Re: How much entropy is lost by searching for a '01' prefix SHA512 output

Quote from: ThomasV on February 04, 2017, 03:11:33 PM

Again, you are wrong.

I am sorry to say this, but I have to say it bluntly, that it's you who is wrong.

No disrespect, I like your work, and support it 100%, it's just that I think you misunderstood my argument.

I can, and have proven this experimentally, there are 2 ways to prove it:

1) TEST HEX CHAR BITS

Code:

#!/usr/bin/env python
import hashlib
import binascii
import math
filter_bit=0
total_bit=0

def byte_to_binary(n):
return ''.join(str((n & (1 << i)) and 1) for i in reversed(range(8)))
def hex_to_binary(h):
return ''.join(byte_to_binary(ord(b)) for b in binascii.unhexlify(h))

#### total permutation = 2 ^ nestsize

for a in range(2): #1bit
for b in range(2): #2bit
for c in range(2): #3bit
for d in range(2): #4bit
for e in range(2): #5bit
for f in range(2): #6bit
for g in range(2): #7bit
for h in range(2): #8bit

tupstr = str(a)+str(b)+str(c)+str(d)+str(e)+str(f)+str(g)+str(h)
hashed = hashlib.sha512(tupstr).hexdigest()
hashed = hex_to_binary(hashed)
total_bit+=1
if hashed[0] == "0" and hashed[1] =="1":
filter_bit+=1

#####################################

print "Filtered: "+str(filter_bit)
print "Filtered Entropy: "+str(math.log(filter_bit,2))
print "Total: "+str(total_bit)
print "Total Entropy: "+str(math.log(total_bit,2))

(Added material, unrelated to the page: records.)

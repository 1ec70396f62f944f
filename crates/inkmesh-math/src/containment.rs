//! Even-odd point containment against an unordered segment soup.

use crate::{Point2, Segment};

/// Even-odd ray cast to the right of `point`.
///
/// The segments need not be ordered or oriented; each one is tested on its
/// own. A segment is skipped when both ends lie strictly above or strictly
/// below the test row, or when it lies entirely to the left of the point.
/// Survivors count only if they cross the row under the half-open rule
/// (one end `<= py`, the other `> py`), so a horizontal segment lying on the
/// row never reaches the interpolation and never divides by zero.
pub fn contains_point(point: &Point2, segments: &[Segment]) -> bool {
    let (px, py) = (point.x, point.y);
    let mut crossings = 0usize;

    for seg in segments {
        let (p1, p2) = (seg.p1, seg.p2);
        if (p1.y > py && p2.y > py) || (p1.y < py && p2.y < py) || p1.x.max(p2.x) < px {
            continue;
        }
        if (p1.y <= py) == (p2.y <= py) {
            continue;
        }
        let t = (py - p1.y) / (p2.y - p1.y);
        let x = p1.x + t * (p2.x - p1.x);
        if x > px {
            crossings += 1;
        }
    }

    crossings % 2 == 1
}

It can be easily proven that 1 hex char = 4 bits, and the experiment result always in 2 hex bit loss if we fix the first 2 characters.

Therefore that is 2*4 =8 bit entropy loss. (because 1 hex character is 4 bits long)

This is exactly how Electrum fixed the first 2 hex bits which is equivalent to 8 bit entropy loss in Electrum.

2) SEED TEST - MONTE CARLO SIMULATION

Code:

# ADD these to mnemonic.py

container = []

def test_make_seed(self, num_bits=128, prefix=version.SEED_PREFIX):
# increase num_bits in order to obtain a uniform distibution for the last word
# bpw = math.log(len(self.wordlist), 2) # 11.0
# n = int(math.ceil(num_bits/bpw)) * bpw # 132.0
# print_error("make_seed", prefix, "adding %d bits"%n)
n = 11
my_entropy = ecdsa.util.randrange(pow(2, n))
nonce = 0
while True:
nonce += 1
i = my_entropy + nonce
seed = self.mnemonic_encode(i)
assert i == self.mnemonic_decode(seed)
if is_new_seed(seed, prefix):
break
print_error('%d words'%len(seed.split()))
return seed

def searchf(self):
seed=self.test_make_seed()
container.append(seed)
for nonce in range(0,500):
seed=self.test_make_seed()
n = len(container)
test="T"
for pp in range(0,n):
if container[pp]==seed:
test="F"
break
if test == "T":
container.append(seed)

Mnemonic().searchf()
print container

We fix the bits to 11 bits (so the seed is 1 word wrong for simplicity)

And the container loops through all seed variations for 11 bits total, and hopefully in 500 iterations it goes through all of them like a monte carlo simulation (it does).

And we will only get 8 seeds, which means that 2^11 input only yields 2^3 output, because 11-3 = 8.

We are missing 8 bits of entropy

So either way we are losing 8 bits of entropy, that DOES matter, because the possible combinations are shrunk.

In the 2nd testing method, we ought to get 2^11 combinations but we only get 2^3.

That is obvious security loss, and the 8 bits of entropy loss is real.